I suck in a breath. The truth hurts. It cuts you open. That’s why we hide it from the ones we love. From the people whose opinion we care about.

“With you, I chased harder.”

Rory

She died because of us.

She didn’t stop at a stop sign, because the only thing she cared about was running away. After the accident, Kathleen had been rushed to the hospital. Tamsin’s heartbeat was faint, but the doctors were also concerned for the life of her mother. The baby wasn’t getting enough oxygen and was in distress.

My sister’s last words were, “Save him. I know I can’t make it. He can.”

She thought Tamsin was a boy, and that he would live.

She got one thing right. The important part.

Kathleen was pronounced dead shortly after Tamsin was delivered—close enough that she didn’t get the chance to hold her daughter in her arms. Because of the impact caused by the collision with the truck, Tamsin was born with spinal damage and had to undergo a complicated operation when she was barely old enough to see shapes. Mal shelled out some serious cash to make sure his daughter was given the best medical treatment. Experts were flown from all over the world. He’s been writing and selling songs ever since, never looking back or stopping to consider what he wanted for himself.

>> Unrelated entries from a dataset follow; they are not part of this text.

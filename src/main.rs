//! provmap - command-line tool for inspecting province maps and caches

use std::process::ExitCode;

use provmap::cli;

fn main() -> ExitCode {
    cli::run()
}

The first songs he sold were about me.

He was furious with me. He blamed me for the argument leading to Kathleen’s death. He became a single father before he’d even turned twenty-four. And for what? A girl who’d allegedly had an abortion with his baby and told him to stop writing to her after he confessed his family was falling apart.

On our way back to the cottage, while we are both in too much shock to touch the Kathleen subject, Mal opens up about Maeve.

“Her husband, Sean, was the lorry driver who collided with Kathleen. We were friends, before…” He looks up and shakes his head. “We were mates once. But when the accident happened, when he was bursting with adrenaline, his truth came out. He told me I never deserved my wife. That I never truly loved her. He screamed that she died because of me.”